EXERCISE :: Whenever a line below includes the string "cobol", show it.
>>>>
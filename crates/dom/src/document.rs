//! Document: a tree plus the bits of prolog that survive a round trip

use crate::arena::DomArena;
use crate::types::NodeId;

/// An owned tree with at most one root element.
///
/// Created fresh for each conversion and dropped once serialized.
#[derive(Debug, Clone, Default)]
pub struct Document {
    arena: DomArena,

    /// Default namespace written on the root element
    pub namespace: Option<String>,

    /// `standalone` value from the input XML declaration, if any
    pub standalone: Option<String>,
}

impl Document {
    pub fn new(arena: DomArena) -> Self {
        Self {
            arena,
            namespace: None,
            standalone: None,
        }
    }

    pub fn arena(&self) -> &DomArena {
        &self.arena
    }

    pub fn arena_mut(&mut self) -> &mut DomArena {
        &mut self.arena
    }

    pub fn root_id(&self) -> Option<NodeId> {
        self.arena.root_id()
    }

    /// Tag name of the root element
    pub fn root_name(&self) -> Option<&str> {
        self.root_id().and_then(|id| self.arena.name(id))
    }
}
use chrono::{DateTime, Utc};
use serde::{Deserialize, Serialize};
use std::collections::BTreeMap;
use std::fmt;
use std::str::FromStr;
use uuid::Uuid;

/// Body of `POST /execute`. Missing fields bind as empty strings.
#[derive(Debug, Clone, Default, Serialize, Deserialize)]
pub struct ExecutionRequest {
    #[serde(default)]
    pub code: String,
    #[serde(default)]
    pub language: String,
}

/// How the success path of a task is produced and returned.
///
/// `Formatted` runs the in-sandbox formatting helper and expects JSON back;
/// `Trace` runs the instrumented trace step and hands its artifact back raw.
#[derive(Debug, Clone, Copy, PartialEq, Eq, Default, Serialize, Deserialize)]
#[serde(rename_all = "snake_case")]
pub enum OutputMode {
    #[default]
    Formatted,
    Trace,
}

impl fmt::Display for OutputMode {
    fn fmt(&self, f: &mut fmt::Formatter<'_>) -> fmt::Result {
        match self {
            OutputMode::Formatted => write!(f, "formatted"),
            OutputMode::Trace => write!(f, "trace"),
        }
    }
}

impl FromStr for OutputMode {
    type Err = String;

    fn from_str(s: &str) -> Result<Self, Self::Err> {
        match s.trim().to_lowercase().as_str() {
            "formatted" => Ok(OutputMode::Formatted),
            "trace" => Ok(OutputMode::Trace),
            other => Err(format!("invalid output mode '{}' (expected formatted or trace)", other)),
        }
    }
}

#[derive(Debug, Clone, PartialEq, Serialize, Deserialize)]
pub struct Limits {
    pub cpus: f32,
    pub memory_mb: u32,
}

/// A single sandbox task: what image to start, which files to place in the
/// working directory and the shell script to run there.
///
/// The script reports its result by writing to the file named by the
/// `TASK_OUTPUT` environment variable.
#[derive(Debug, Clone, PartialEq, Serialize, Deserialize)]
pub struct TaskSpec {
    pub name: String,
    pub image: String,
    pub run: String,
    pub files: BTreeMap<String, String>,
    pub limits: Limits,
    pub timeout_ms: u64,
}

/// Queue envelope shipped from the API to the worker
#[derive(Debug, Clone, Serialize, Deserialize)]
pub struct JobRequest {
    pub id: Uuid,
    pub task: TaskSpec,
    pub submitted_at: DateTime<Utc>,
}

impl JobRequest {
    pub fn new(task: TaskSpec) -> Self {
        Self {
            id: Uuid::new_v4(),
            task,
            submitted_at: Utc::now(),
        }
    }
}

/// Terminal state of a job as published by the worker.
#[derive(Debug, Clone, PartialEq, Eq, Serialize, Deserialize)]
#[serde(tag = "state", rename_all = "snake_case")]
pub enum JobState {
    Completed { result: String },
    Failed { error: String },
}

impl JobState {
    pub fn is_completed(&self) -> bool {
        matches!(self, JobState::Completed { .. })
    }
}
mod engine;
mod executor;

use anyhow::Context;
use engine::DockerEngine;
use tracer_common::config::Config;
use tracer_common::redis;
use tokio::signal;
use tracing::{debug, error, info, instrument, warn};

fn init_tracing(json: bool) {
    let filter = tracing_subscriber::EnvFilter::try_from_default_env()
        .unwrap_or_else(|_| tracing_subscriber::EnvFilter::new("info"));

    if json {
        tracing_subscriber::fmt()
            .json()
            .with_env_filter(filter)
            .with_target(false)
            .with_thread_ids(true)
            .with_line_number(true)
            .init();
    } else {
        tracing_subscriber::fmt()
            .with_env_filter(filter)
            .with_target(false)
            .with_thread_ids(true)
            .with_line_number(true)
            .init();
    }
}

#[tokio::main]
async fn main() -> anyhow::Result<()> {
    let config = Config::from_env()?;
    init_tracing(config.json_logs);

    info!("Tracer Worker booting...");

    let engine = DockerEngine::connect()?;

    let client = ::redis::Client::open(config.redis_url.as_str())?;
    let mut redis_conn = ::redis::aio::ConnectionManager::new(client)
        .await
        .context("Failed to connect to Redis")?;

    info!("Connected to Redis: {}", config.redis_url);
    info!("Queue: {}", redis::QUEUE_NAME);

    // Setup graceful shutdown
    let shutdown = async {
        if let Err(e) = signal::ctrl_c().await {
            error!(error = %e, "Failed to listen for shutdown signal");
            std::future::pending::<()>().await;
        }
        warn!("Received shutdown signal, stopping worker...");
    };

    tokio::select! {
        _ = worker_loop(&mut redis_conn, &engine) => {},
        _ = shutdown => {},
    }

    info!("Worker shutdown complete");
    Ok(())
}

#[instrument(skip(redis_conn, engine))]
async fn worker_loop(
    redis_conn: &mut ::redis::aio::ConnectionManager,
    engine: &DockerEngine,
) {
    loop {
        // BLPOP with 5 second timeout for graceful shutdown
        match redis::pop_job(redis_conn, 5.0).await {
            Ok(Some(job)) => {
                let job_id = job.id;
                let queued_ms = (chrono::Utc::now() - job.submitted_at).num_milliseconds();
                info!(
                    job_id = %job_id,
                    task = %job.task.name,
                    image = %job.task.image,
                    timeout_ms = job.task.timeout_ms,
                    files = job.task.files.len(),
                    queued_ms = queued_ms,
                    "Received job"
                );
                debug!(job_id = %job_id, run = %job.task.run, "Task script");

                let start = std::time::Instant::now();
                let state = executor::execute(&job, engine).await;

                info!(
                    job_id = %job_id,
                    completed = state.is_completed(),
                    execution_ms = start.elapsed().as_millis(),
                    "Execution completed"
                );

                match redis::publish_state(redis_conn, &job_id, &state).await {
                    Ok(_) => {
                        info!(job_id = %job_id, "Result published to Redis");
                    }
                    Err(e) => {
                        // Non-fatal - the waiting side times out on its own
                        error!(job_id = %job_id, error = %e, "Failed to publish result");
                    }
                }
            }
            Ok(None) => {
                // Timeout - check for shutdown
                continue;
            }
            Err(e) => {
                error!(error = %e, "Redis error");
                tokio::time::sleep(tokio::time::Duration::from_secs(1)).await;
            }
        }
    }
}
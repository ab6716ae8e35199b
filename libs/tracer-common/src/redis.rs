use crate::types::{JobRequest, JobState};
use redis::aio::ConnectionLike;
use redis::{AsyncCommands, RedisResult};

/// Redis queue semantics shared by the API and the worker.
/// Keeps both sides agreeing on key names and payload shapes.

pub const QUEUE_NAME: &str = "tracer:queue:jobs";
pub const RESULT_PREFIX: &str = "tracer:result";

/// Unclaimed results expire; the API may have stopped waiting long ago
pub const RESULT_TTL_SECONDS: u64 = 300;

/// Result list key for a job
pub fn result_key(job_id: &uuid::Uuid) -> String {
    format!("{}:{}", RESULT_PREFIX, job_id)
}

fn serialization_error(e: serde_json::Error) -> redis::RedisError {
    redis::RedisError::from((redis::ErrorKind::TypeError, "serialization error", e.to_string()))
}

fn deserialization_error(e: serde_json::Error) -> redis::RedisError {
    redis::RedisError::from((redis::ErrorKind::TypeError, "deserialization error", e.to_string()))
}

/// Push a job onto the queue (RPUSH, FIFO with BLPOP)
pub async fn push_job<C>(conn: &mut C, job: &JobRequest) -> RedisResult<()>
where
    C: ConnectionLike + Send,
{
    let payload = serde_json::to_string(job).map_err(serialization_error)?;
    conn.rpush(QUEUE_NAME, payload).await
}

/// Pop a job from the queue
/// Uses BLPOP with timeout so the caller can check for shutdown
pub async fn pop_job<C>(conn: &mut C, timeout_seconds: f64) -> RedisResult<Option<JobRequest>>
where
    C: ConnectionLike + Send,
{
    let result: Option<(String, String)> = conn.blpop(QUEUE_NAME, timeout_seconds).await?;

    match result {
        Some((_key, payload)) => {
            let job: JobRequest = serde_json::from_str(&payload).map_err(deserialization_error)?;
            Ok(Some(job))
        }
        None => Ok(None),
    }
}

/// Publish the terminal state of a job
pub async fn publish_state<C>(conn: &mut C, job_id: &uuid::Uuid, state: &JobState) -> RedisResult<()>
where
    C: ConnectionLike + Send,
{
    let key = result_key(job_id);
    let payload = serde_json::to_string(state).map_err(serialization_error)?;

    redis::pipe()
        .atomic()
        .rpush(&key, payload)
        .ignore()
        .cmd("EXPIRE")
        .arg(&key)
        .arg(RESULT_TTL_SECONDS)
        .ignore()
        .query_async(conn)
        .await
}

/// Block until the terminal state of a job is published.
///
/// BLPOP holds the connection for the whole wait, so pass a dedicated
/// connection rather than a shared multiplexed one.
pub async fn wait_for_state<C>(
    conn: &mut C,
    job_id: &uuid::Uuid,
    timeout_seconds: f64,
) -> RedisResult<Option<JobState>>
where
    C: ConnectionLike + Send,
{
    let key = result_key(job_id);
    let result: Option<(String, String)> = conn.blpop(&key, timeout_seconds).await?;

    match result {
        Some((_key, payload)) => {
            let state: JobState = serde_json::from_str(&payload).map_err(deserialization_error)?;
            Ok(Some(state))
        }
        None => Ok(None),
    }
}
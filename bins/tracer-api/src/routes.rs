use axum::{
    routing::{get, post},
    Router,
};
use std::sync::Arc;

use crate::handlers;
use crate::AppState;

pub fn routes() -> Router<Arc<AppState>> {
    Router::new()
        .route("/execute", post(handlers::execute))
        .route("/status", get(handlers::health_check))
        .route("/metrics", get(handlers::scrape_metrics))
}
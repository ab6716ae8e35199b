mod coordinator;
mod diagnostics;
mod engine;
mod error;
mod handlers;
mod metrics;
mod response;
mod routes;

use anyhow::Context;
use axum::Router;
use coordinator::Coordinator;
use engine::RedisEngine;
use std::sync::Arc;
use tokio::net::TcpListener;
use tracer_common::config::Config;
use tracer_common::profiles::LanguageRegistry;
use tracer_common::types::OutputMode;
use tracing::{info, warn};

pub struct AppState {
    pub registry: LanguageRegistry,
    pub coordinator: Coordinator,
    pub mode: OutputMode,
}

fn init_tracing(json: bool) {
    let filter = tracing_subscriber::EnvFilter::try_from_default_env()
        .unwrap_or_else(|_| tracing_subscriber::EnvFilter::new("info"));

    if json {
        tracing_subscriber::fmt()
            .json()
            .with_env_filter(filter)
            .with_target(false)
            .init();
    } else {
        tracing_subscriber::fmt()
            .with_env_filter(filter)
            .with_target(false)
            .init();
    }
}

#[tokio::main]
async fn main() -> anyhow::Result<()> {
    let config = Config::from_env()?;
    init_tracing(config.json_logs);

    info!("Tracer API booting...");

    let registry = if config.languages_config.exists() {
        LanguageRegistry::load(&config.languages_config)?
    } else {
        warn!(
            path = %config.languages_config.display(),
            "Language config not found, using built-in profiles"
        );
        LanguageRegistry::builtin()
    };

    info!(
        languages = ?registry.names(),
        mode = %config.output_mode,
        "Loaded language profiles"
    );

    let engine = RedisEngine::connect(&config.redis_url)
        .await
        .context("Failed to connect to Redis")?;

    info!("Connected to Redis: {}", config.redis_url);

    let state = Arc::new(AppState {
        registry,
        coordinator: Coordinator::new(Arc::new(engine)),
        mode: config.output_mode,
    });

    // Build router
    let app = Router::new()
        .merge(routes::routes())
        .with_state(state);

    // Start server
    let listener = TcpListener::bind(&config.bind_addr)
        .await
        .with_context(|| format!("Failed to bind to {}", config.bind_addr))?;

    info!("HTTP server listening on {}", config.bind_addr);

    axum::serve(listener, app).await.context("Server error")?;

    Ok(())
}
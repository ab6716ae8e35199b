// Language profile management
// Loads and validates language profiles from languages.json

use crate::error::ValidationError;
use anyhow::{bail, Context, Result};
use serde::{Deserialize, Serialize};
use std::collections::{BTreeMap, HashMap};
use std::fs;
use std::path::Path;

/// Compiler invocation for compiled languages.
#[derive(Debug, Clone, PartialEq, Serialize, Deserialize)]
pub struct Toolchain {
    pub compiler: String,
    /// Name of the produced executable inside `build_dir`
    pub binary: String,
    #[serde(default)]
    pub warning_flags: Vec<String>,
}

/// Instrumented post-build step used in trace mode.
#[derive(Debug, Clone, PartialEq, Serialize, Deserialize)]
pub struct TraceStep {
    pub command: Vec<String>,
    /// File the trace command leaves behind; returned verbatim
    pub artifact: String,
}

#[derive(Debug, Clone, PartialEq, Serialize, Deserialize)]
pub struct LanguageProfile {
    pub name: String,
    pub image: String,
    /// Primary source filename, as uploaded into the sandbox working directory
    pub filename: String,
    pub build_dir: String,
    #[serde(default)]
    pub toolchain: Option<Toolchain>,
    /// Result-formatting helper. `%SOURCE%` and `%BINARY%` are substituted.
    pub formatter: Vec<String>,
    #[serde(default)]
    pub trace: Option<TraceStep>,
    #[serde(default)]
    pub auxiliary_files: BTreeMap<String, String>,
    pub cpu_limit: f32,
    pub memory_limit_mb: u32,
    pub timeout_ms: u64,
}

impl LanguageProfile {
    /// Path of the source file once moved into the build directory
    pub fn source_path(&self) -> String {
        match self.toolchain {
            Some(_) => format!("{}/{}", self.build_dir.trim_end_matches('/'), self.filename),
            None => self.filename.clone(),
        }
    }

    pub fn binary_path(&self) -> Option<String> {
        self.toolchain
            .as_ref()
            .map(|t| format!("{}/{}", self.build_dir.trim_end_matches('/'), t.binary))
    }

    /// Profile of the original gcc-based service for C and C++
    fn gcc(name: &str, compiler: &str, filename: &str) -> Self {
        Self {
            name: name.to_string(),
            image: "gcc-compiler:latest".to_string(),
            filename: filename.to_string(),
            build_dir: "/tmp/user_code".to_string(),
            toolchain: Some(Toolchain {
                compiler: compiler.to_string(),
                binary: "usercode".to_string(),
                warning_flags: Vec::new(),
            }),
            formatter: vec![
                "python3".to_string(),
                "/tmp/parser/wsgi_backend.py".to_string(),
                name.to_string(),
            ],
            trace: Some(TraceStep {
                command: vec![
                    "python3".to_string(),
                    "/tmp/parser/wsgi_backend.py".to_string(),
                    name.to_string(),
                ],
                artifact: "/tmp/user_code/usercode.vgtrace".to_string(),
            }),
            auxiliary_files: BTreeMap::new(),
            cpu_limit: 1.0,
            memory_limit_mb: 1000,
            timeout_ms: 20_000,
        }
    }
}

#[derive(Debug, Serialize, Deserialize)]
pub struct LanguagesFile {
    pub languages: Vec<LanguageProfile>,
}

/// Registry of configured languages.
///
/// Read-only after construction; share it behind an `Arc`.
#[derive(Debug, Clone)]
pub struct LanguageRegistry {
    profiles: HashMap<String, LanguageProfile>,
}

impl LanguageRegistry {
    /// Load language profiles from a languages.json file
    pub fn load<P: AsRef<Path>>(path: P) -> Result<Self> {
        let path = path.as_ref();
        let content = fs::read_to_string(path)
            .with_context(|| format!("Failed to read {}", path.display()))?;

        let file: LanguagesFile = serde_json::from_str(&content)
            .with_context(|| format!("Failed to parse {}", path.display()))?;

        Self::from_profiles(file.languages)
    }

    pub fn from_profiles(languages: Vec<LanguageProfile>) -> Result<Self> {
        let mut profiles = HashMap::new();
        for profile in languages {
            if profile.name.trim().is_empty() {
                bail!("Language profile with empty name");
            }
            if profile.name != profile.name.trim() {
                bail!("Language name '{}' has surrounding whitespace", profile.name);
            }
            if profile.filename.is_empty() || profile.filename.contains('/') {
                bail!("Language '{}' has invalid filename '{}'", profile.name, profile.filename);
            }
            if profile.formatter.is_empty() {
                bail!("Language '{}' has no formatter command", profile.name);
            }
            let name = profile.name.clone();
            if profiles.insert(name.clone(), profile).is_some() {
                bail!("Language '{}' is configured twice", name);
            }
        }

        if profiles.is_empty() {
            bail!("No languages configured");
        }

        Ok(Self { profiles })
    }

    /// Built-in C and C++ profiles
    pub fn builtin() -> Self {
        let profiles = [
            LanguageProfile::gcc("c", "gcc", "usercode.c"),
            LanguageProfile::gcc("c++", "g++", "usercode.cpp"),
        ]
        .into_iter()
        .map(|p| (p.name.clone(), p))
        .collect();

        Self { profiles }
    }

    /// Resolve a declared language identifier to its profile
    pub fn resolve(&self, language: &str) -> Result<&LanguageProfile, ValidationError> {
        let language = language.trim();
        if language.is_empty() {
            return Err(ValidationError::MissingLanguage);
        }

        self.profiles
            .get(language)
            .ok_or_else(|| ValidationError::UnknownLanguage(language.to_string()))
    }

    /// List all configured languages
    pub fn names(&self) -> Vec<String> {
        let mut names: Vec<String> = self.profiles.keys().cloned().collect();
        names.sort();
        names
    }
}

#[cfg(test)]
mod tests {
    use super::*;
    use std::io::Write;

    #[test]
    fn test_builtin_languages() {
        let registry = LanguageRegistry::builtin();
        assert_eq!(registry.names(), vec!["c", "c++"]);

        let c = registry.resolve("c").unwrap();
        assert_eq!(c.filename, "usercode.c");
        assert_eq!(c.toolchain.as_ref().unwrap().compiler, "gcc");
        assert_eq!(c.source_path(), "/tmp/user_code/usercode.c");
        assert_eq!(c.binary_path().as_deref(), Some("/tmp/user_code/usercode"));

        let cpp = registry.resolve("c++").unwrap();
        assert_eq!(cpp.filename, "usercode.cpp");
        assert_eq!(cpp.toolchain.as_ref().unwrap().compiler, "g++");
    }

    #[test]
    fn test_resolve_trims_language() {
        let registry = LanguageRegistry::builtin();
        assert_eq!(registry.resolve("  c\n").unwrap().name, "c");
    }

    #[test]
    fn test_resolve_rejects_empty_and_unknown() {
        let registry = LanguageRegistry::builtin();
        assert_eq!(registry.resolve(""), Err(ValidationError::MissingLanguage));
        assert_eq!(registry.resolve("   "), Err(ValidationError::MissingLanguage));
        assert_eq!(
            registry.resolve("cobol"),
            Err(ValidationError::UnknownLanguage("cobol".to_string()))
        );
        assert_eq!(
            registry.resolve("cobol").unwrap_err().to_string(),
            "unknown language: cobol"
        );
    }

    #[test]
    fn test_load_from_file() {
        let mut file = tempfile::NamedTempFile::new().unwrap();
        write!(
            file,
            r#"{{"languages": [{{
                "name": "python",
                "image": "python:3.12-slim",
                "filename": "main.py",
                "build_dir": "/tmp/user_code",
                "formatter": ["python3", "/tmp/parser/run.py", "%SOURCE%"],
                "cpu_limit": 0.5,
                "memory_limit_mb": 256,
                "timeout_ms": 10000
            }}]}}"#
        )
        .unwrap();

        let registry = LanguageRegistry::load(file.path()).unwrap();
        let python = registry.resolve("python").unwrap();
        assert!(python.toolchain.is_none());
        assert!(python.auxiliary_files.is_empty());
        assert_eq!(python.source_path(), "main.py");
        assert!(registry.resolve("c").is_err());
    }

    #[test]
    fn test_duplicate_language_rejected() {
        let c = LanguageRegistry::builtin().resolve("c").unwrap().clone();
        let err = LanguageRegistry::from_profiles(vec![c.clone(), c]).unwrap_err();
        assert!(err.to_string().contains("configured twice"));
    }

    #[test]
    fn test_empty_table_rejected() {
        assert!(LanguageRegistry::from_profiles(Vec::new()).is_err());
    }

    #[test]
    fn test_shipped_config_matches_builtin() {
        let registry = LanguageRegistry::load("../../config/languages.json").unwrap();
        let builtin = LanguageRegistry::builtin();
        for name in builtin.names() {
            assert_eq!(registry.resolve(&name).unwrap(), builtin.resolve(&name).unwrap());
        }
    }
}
<<<<
TASK SOLUTION ::
            registry.resolve("cobol"),
            Err(ValidationError::UnknownLanguage("cobol".to_string()))
            registry.resolve("cobol").unwrap_err().to_string(),
            "unknown language: cobol"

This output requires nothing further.